## [Work request]
Could you print all the entries exactly?

==== Data extract ====

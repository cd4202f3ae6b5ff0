//! Finalize Gates
//!
//! Deterministic building blocks of the requirements-finalization pipeline.
//! Nothing in this crate performs I/O over the network or awaits; the agent
//! crate composes these gates around the model call.
//!
//! # Gates
//!
//! - `schema`: declared payload schema, structural validation, normalization
//! - `contradiction`: lexical contradiction rules and semantic candidate selection
//! - `assumptions`: confidence-gated conversion of open questions into assumptions
//! - `budget`: per-call ceiling, daily quota, cost alerts (with `ledger` persistence)
//! - `retry`: exponential backoff policy for transient upstream failures
//! - `estimate`: token estimators used before a call reaches the network
//! - `errors`: the shared error taxonomy

#![allow(clippy::uninlined_format_args)]

pub mod assumptions;
pub mod budget;
pub mod contradiction;
pub mod errors;
pub mod estimate;
pub mod ledger;
pub mod requirements;
pub mod retry;
pub mod schema;

// Re-export key data model types
pub use requirements::{
    Assumption, AssumptionSource, ClarifiedRequirement, ContradictionFinding, Detector,
    OpenQuestion, RawRequest, RequirementsObject, Severity,
};

// Re-export error taxonomy
pub use errors::{
    BudgetExceeded, ErrorKind, ErrorRecord, TelemetryError, UpstreamError, UpstreamErrorKind,
    ValidationError,
};

// Re-export budget types
pub use budget::{
    BudgetConfig, BudgetGuard, BudgetSnapshot, CommitOutcome, Pricing, Reservation, TokenUsage,
};
pub use ledger::{DayUsage, LedgerError, UsageLedger};

// Re-export gate entry points
pub use assumptions::{decide, resolve_assumptions, AutoAssumePolicy, Decision, Resolution};
pub use contradiction::{
    detect_rule_findings, merge_findings, select_candidate_pairs, CandidatePair, CandidatePrior,
    FindingSummary, RuleSet,
};
pub use estimate::{CharCountEstimator, TokenEstimator};
pub use retry::RetryPolicy;
pub use schema::{payload_schema, validate_payload, RequirementsPayload};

====

## [Exercise response]
repository cd4202f3ae6b5ff0
//! Finalize Gates
//!
//! Deterministic building blocks of the requirements-finalization pipeline.
//! Nothing in this crate performs I/O over the network or awaits; the agent
//! crate composes these gates around the model call.
//!
//! # Gates
//!
//! - `schema`: declared payload schema, structural validation, normalization
//! - `contradiction`: lexical contradiction rules and semantic candidate selection
//! - `assumptions`: confidence-gated conversion of open questions into assumptions
//! - `budget`: per-call ceiling, daily quota, cost alerts (with `ledger` persistence)
//! - `retry`: exponential backoff policy for transient upstream failures
//! - `estimate`: token estimators used before a call reaches the network
//! - `errors`: the shared error taxonomy

#![allow(clippy::uninlined_format_args)]

pub mod assumptions;
pub mod budget;
pub mod contradiction;
pub mod errors;
pub mod estimate;
pub mod ledger;
pub mod requirements;
pub mod retry;
pub mod schema;

// Re-export key data model types
pub use requirements::{
    Assumption, AssumptionSource, ClarifiedRequirement, ContradictionFinding, Detector,
    OpenQuestion, RawRequest, RequirementsObject, Severity,
};

// Re-export error taxonomy
pub use errors::{
    BudgetExceeded, ErrorKind, ErrorRecord, TelemetryError, UpstreamError, UpstreamErrorKind,
    ValidationError,
};

// Re-export budget types
pub use budget::{
    BudgetConfig, BudgetGuard, BudgetSnapshot, CommitOutcome, Pricing, Reservation, TokenUsage,
};
pub use ledger::{DayUsage, LedgerError, UsageLedger};

// Re-export gate entry points
pub use assumptions::{decide, resolve_assumptions, AutoAssumePolicy, Decision, Resolution};
pub use contradiction::{
    detect_rule_findings, merge_findings, select_candidate_pairs, CandidatePair, CandidatePrior,
    FindingSummary, RuleSet,
};
pub use estimate::{CharCountEstimator, TokenEstimator};
pub use retry::RetryPolicy;
pub use schema::{payload_schema, validate_payload, RequirementsPayload};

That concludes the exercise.